Task item:
Go to the line containing "resize(state, handle, kind, width, height);" in the records below and print it and every following line exactly, on through the line containing "fn wheel_step<P: Platform>(&self, platform: &P)", then stop.

Start of Material for this exercise

impl InputPoller {
    pub fn new(wheel_step_override: Option<i32>) -> Self {
        Self {
            messages: Vec::new(),
            wheel_step_override,
        }
    }

    /// One frame: reset, then drain and apply everything the backend has
    /// queued. Errors are logged and never stop the drain.
    pub fn pump<P: Platform>(
        &mut self,
        state: &mut InputState,
        platform: &mut P,
        registry: &WindowRegistry,
    ) {
        self.begin_frame(state, platform);

        let mut messages = std::mem::take(&mut self.messages);
        messages.clear();
        platform.poll_messages(&mut messages);

        for message in messages.drain(..) {
            if let Err(err) = self.apply(state, platform, registry, message) {
                tracing::warn!(%err, "input message not fully handled");
            }
        }
        self.messages = messages;
    }

    /// Start-of-frame reset plus the modifier re-check. Releases that the
    /// OS swallowed (Alt+Tab and friends) surface here.
    pub fn begin_frame<P: Platform>(&mut self, state: &mut InputState, platform: &P) {
        state.begin_frame();

        for key in KeyCode::MODIFIERS {
            if (state.is_latched(key) || state.is_down(key)) && !is_physically_down(platform, key) {
                tracing::debug!(?key, "modifier released behind our back");
                state.key_up(state.active_window, key);
            }
        }
    }

    /// Applies one message. Messages for windows the registry does not know
    /// still update state; their events carry no window and the call
    /// reports `InputError::UnknownWindow`.
    pub fn apply<P: Platform>(
        &self,
        state: &mut InputState,
        platform: &mut P,
        registry: &WindowRegistry,
        message: NativeMessage,
    ) -> Result<(), InputError> {
        let native = message.window();
        let handle = native.and_then(|id| registry.handle_for(id));
        let mut result = match (native, handle) {
            (Some(id), None) => Err(InputError::UnknownWindow(id)),
            _ => Ok(()),
        };

        match message {
            NativeMessage::KeyDown { vk: code, was_down, extended, .. } => {
                if handle.is_some() {
                    state.active_window = handle;
                }
                state.key_down(handle, key_from_native(code, extended), was_down);
            }
            NativeMessage::KeyUp { vk: code, extended, .. } => {
                state.key_up(handle, key_from_native(code, extended));
            }
            NativeMessage::Char { unit, .. } => {
                let out = state.text.push(unit);
                if let Some(codepoint) = out.text {
                    state.push_event(handle, EventKind::TextInput { codepoint });
                }
                if let Some(err) = out.error {
                    result = Err(err);
                }
            }
            NativeMessage::MouseButton { window, button, pressed, extra_info } => {
                if is_touch_synthesized(extra_info) {
                    return result;
                }
                let key = match button {
                    NativeMouseButton::Left => KeyCode::MouseLeft,
                    NativeMouseButton::Middle => KeyCode::MouseMiddle,
                    NativeMouseButton::Right => KeyCode::MouseRight,
                };
                mouse_button(state, platform, window, handle, key, pressed);
            }
            NativeMessage::XButton { window, wparam, pressed, extra_info } => {
                if is_touch_synthesized(extra_info) {
                    return result;
                }
                let key = if wparam < XBUTTON2_THRESHOLD {
                    KeyCode::MouseX1
                } else {
                    KeyCode::MouseX2
                };
                mouse_button(state, platform, window, handle, key, pressed);
            }
            NativeMessage::Wheel { delta, .. } => {
                state.typical_wheel_delta = Some(self.wheel_step(platform));
                state.wheel.vertical += delta;
                state.push_event(handle, EventKind::MouseWheel { delta });
            }
            NativeMessage::HWheel { delta, .. } => {
                state.typical_wheel_delta = Some(self.wheel_step(platform));
                state.wheel.horizontal += delta;
                state.push_event(handle, EventKind::MouseHWheel { delta });
            }
            NativeMessage::RawMouseMotion { dx, dy, from_touch, .. } => {
                if !from_touch {
                    state.mouse_delta += IVec2::new(dx, dy);
                }
            }
            NativeMessage::Touch { window, points } => match points {
                Some(points) => touch_batch(state, platform, window, handle, &points),
                None => tracing::debug!(?window, "touch batch unreadable, ignored"),
            },
            NativeMessage::Close { .. } | NativeMessage::Quit => {
                state.push_event(handle, EventKind::Quit);
            }
            NativeMessage::SetFocus { .. } => {
                state.has_focus = true;
                if handle.is_some() {
                    state.active_window = handle;
                }
            }
            NativeMessage::KillFocus { window } => {
                state.has_focus = false;
                sync_physical_keys(state, platform, handle);
                if state.is_user_resizing {
                    // The drag never got its exit message; flush what we have.
                    state.is_user_resizing = false;
                    push_client_resize(state, platform, window, handle);
                }
            }
            NativeMessage::Activate { active, .. } => state.is_paused = !active,
            NativeMessage::ActivateApp { .. } => sync_physical_keys(state, platform, handle),
            NativeMessage::EnterSizeMove { .. } => {
                state.is_paused = true;
                state.is_user_resizing = true;
            }
            NativeMessage::Size { kind, width, height, .. } => {
                resize(state, handle, kind, width, height);
            }
            NativeMessage::ExitSizeMove { window } => {
                state.is_paused = false;
                state.is_user_resizing = false;
                push_client_resize(state, platform, window, handle);
            }
            NativeMessage::DropFiles { window, paths } => {
                let accepts = handle
                    .and_then(|h| registry.get(h))
                    .is_some_and(|r| r.style.ex_style.contains(ExStyleFlags::ACCEPT_FILES));
                if accepts {
                    state.push_event(handle, EventKind::DragAndDrop { files: paths });
                } else {
                    tracing::debug!(?window, count = paths.len(), "drop on a window without drag and drop");
                }
            }
            NativeMessage::MenuChar { .. } => {}
        }
        result
    }

    fn wheel_step<P: Platform>(&self, platform: &P) -> i32 {
        self.wheel_step_override
            .unwrap_or_else(|| platform.typical_wheel_step())
    }
}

End of Material for this exercise

Answer:
                resize(state, handle, kind, width, height);
            }
            NativeMessage::ExitSizeMove { window } => {
                state.is_paused = false;
                state.is_user_resizing = false;
                push_client_resize(state, platform, window, handle);
            }
            NativeMessage::DropFiles { window, paths } => {
                let accepts = handle
                    .and_then(|h| registry.get(h))
                    .is_some_and(|r| r.style.ex_style.contains(ExStyleFlags::ACCEPT_FILES));
                if accepts {
                    state.push_event(handle, EventKind::DragAndDrop { files: paths });
                } else {
                    tracing::debug!(?window, count = paths.len(), "drop on a window without drag and drop");
                }
            }
            NativeMessage::MenuChar { .. } => {}
        }
        result
    }

    fn wheel_step<P: Platform>(&self, platform: &P) -> i32 {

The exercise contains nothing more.